Abstract BACKGROUND The growing problem of resistance to plant pathogenic fungi poses a serious threat to the quality and safety of crops worldwide. Antifungal agrochemicals have been effective in significantly reducing the incidence of plant diseases caused by pathogenic fungi as an economical and efficient control strategy. RESULTS In the present study, 36 novel azoles containing the structure of 5,6‐dihydrobenzo[ h ]quinazoline were designed and successfully synthesized. It was found that most of the target compounds showed good inhibitory effects against phytopathogenic fungi at a concentration of 30 μg mL −1 . Thus, the compounds were used in the study of the plant pathogenic fungi.
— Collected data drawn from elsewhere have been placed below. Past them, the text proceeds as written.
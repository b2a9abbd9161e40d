use super::{Actor, Faction, Position, UnitId};
use crate::error::{ErrorSeverity, GameError};

/// Errors raised while assembling a roster.
#[derive(Clone, Debug, PartialEq, Eq, thiserror::Error)]
#[cfg_attr(feature = "serde", derive(serde::Serialize, serde::Deserialize))]
pub enum RosterError {
    #[error("unit id {0} is already registered")]
    DuplicateId(UnitId),

    #[error("cell {position} is already occupied by {occupant}")]
    CellTaken { position: Position, occupant: UnitId },
}

impl GameError for RosterError {
    fn severity(&self) -> ErrorSeverity {
        ErrorSeverity::Validation
    }

    fn error_code(&self) -> &'static str {
        match self {
            Self::DuplicateId(_) => "ROSTER_DUPLICATE_ID",
            Self::CellTaken { .. } => "ROSTER_CELL_TAKEN",
        }
    }
}

/// Ordered collection of every unit in the battle, living or defeated.
///
/// Defeated units remain in the roster (they are still drawn) but never
/// occupy a cell for movement or targeting purposes.
#[derive(Clone, Debug, Default, PartialEq, Eq)]
#[cfg_attr(feature = "serde", derive(serde::Serialize, serde::Deserialize))]
pub struct Roster {
    actors: Vec<Actor>,
}

impl Roster {
    pub fn new() -> Self {
        Self::default()
    }

    /// Adds a unit, rejecting duplicate ids and stacking on a living unit.
    pub fn insert(&mut self, actor: Actor) -> Result<(), RosterError> {
        if self.index_of(actor.id).is_some() {
            return Err(RosterError::DuplicateId(actor.id));
        }
        if actor.is_alive()
            && let Some(occupant) = self.at(actor.position)
        {
            return Err(RosterError::CellTaken {
                position: actor.position,
                occupant: occupant.id,
            });
        }
        self.actors.push(actor);
        Ok(())
    }

    pub fn len(&self) -> usize {
        self.actors.len()
    }

    pub fn is_empty(&self) -> bool {
        self.actors.is_empty()
    }

    pub fn iter(&self) -> impl Iterator<Item = &Actor> {
        self.actors.iter()
    }

    pub fn get(&self, id: UnitId) -> Option<&Actor> {
        self.actors.iter().find(|actor| actor.id == id)
    }

    pub fn get_mut(&mut self, id: UnitId) -> Option<&mut Actor> {
        self.actors.iter_mut().find(|actor| actor.id == id)
    }

    fn index_of(&self, id: UnitId) -> Option<usize> {
        self.actors.iter().position(|actor| actor.id == id)
    }

    /// Living unit standing on `position`, if any.
    pub fn at(&self, position: Position) -> Option<&Actor> {
        self.actors
            .iter()
            .find(|actor| actor.is_alive() && actor.position == position)
    }

    /// Borrows two distinct units mutably at once. Returns `None` if either id
    /// is unknown or both ids are the same.
    pub fn pair_mut(&mut self, a: UnitId, b: UnitId) -> Option<(&mut Actor, &mut Actor)> {
        let ia = self.index_of(a)?;
        let ib = self.index_of(b)?;
        if ia == ib {
            return None;
        }

        if ia < ib {
            let (left, right) = self.actors.split_at_mut(ib);
            Some((&mut left[ia], &mut right[0]))
        } else {
            let (left, right) = self.actors.split_at_mut(ia);
            Some((&mut right[0], &mut left[ib]))
        }
    }

    pub fn living(&self, faction: Faction) -> impl Iterator<Item = &Actor> {
        self.actors
            .iter()
            .filter(move |actor| actor.faction == faction && actor.is_alive())
    }

    /// True if some unit of `faction` can still spend an action this turn.
    pub fn has_ready(&self, faction: Faction) -> bool {
        self.living(faction).any(Actor::is_ready)
    }

    /// Restores the action budget of every living unit of `faction`.
    pub fn refresh(&mut self, faction: Faction, budget: u8) {
        for actor in self.actors.iter_mut().filter(|a| a.faction == faction) {
            actor.refresh(budget);
        }
    }

    /// Builds a roster from a list of units, stopping at the first conflict.
    pub fn from_actors(actors: impl IntoIterator<Item = Actor>) -> Result<Self, RosterError> {
        let mut roster = Roster::new();
        for actor in actors {
            roster.insert(actor)?;
        }
        Ok(roster)
    }
}
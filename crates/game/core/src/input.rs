//! Per-tick input dispatch.
//!
//! The handler owns the key bindings' semantics but no game state: callers
//! pass the current [`Phase`] each tick, and the handler remembers only which
//! keys were down on the previous tick so it can detect press edges.

use strum::{EnumCount, EnumIter, IntoEnumIterator};

use crate::cursor::Direction;
use crate::phase::{Command, Phase};

/// Abstract keys. Concrete key codes are mapped onto these by the frontend.
#[derive(Clone, Copy, Debug, PartialEq, Eq, Hash, EnumIter, EnumCount)]
pub enum Key {
    Up,
    Down,
    Left,
    Right,
    Confirm,
    Cancel,
    Attack,
}

impl Key {
    pub const fn slot(self) -> usize {
        self as usize
    }
}

/// Level-triggered key state, polled once per tick.
pub trait InputSource {
    fn is_down(&self, key: Key) -> bool;
}

impl<F> InputSource for F
where
    F: Fn(Key) -> bool,
{
    fn is_down(&self, key: Key) -> bool {
        self(key)
    }
}

/// Everything one tick of input asks for.
#[derive(Clone, Copy, Debug, Default, PartialEq, Eq)]
pub struct TickInput {
    pub horizontal: Option<Direction>,
    pub vertical: Option<Direction>,
    pub action: Option<Command>,
}

impl TickInput {
    pub fn is_empty(&self) -> bool {
        self.horizontal.is_none() && self.vertical.is_none() && self.action.is_none()
    }

    /// Cursor steps in dispatch order: horizontal first, then vertical.
    pub fn directions(&self) -> impl Iterator<Item = Direction> {
        self.horizontal.into_iter().chain(self.vertical)
    }
}

/// Translates key press edges into cursor steps and phase commands.
#[derive(Clone, Debug, Default)]
pub struct InputHandler {
    previous: [bool; Key::COUNT],
}

impl InputHandler {
    pub fn new() -> Self {
        Self::default()
    }

    /// Samples `source` once and returns this tick's commands.
    ///
    /// Opposite directions pressed on the same tick cancel out. When several
    /// action keys are pressed together, Cancel wins over Confirm, which wins
    /// over Attack.
    pub fn poll(&mut self, source: &dyn InputSource, phase: Phase) -> TickInput {
        let mut pressed = [false; Key::COUNT];
        for key in Key::iter() {
            let down = source.is_down(key);
            pressed[key.slot()] = down && !self.previous[key.slot()];
            self.previous[key.slot()] = down;
        }
        let edge = |key: Key| pressed[key.slot()];

        TickInput {
            horizontal: axis(edge(Key::Left), edge(Key::Right), Direction::Left, Direction::Right),
            vertical: axis(edge(Key::Up), edge(Key::Down), Direction::Up, Direction::Down),
            action: action(&edge, phase),
        }
    }

    /// Forgets held keys, e.g. after the window loses focus.
    pub fn reset(&mut self) {
        self.previous = [false; Key::COUNT];
    }
}

fn axis(negative: bool, positive: bool, neg: Direction, pos: Direction) -> Option<Direction> {
    match (negative, positive) {
        (true, false) => Some(neg),
        (false, true) => Some(pos),
        _ => None,
    }
}

fn action(edge: &impl Fn(Key) -> bool, phase: Phase) -> Option<Command> {
    if edge(Key::Cancel) && phase != Phase::Select {
        return Some(Command::Cancel);
    }
    if edge(Key::Confirm) {
        return Some(match phase {
            Phase::Select => Command::Select,
            Phase::Move => Command::ConfirmMove,
            Phase::Attack => Command::SkipAttack,
            Phase::End => Command::Proceed,
        });
    }
    if edge(Key::Attack) && phase == Phase::Attack {
        return Some(Command::Attack);
    }
    None
}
Compounds 5g , 5h , 5m , 8e , 8g , 8i , 8o , 8p , 8q and 8r showed excellent inhibitory effects on Rhizoctonia solani , with inhibition rates of more than 90%. Among them, the inhibition rates of compounds 8e , 8q and 8r reached 100%. Further experiments showed that the half‐maximal effective concentration (EC 50 ) values of 8e , 8q and 8r were 0.185, 0.298 and 0.323 μg mL −1 , respectively, which were significantly better than those of fluquinconazole (EC 50 = 0.478 μg mL −1 ). In the inhibitory activity study of succinate dehydrogenase (SDH), compounds 8e , 8q and 8r also showed excellent performance, with half‐maximal inhibitory concentration (IC 50 ) values of 0.218, 0.304 and 0.382 μg mL −1 , respectively, which were superior to that of fluquinconazole (IC 50 = 0.531 μg mL −1 ). The fluorescence quenching assay, in vivo curative and protective activities, scanning electron microscopy and transmission electron microscopy of compound 8e , revealed that compound 8e had a better effect than the positive control. In addition, molecular docking experiments elucidated that the mode of action for compound 8e is more similar to fluquinoconazole. CONCLUSION This study demonstrated that compounds 8e , 8q and 8r have superior values as succinate dehydrogenase inhibitor candidates, and are worthy of more in‐depth research and exploration. © 2025 Society of Chemical Industry.